Estadio General Pablo Rojas (locally known as La Olla or La Nueva Olla) is a football stadium in the neighbourhood of Barrio Obrero in Asunción, Paraguay. It is the home venue of Cerro Porteño. The stadium's nickname La Olla was given by the club's former president General Pablo Rojas, whose name took the stadium when he died. This stadium was used during the 1999 Copa América, hosting games by Uruguay and Colombia. Since 2015, the stadium is undergoing expansion and remodeling works in order to increase its capacity to 51,237 people. The stadium counts with balconies, car parking, food courts and canteens in all sectors.

History
On 24 May 1970, the stadium was inaugurated. Following the stadium's inauguration in 1970, was a match between Cerro Porteño and Club Silvio Pettirossi. It underwent renovations in 1980, 2009 and between 2015 and 2017. Since 1970, the stadium in its original layout was not completely closed. The south-eastern part remained open as a result of a house whose owners refused to sell until 38 years later, allowing the last terrace to be erected in the year 2009, and after this all sides of the stadium became enclosed.

2015-2017 renovation
The renovation design between 2015 and 2017 was by Alfredo Angulo.

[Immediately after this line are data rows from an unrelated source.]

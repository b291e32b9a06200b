use crate::modules::activities::use_cases::sign_up_for_activity::command::SignUpForActivity;
use crate::modules::activities::use_cases::unregister_from_activity::command::UnregisterFromActivity;
use crate::tests::fixtures::activities::email;

const REQUESTED_AT: i64 = 1_700_000_000_000;

pub struct SignUpForActivityBuilder {
    inner: SignUpForActivity,
}

impl Default for SignUpForActivityBuilder {
    fn default() -> Self {
        Self::new()
    }
}

impl SignUpForActivityBuilder {
    pub fn new() -> Self {
        Self {
            inner: SignUpForActivity {
                activity_name: "Chess Club".to_string(),
                email: email("newstudent@mergington.edu"),
                requested_at: REQUESTED_AT,
            },
        }
    }

    pub fn activity_name(mut self, v: impl Into<String>) -> Self {
        self.inner.activity_name = v.into();
        self
    }

    pub fn email(mut self, v: &str) -> Self {
        self.inner.email = email(v);
        self
    }

    pub fn build(self) -> SignUpForActivity {
        self.inner
    }
}

pub struct UnregisterFromActivityBuilder {
    inner: UnregisterFromActivity,
}

impl Default for UnregisterFromActivityBuilder {
    fn default() -> Self {
        Self::new()
    }
}

impl UnregisterFromActivityBuilder {
    pub fn new() -> Self {
        Self {
            inner: UnregisterFromActivity {
                activity_name: "Chess Club".to_string(),
                email: email("michael@mergington.edu"),
                requested_at: REQUESTED_AT,
            },
        }
    }

    pub fn activity_name(mut self, v: impl Into<String>) -> Self {
        self.inner.activity_name = v.into();
        self
    }

    pub fn email(mut self, v: &str) -> Self {
        self.inner.email = email(v);
        self
    }

    pub fn build(self) -> UnregisterFromActivity {
        self.inner
    }
}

During the 2015 reconstruction, the playing field was significantly lowered, which enabled the first ever field-level private boxes in Paraguay. Its grandstand was demolished to add a 5,000-seat upper tier to the north stand and a smaller upper tier was created above the east and south stands. Its main grandstand gained floor space and dozens of skyboxes, which played crucial role in the financing of the entire scheme. The stadium was smoothened significantly and remained asymmetric. Members of the club's barra brava worked for 18-months on the stadium's construction in a publicity campaign which helped their image and also created a stronger bond between the fans and the stadium.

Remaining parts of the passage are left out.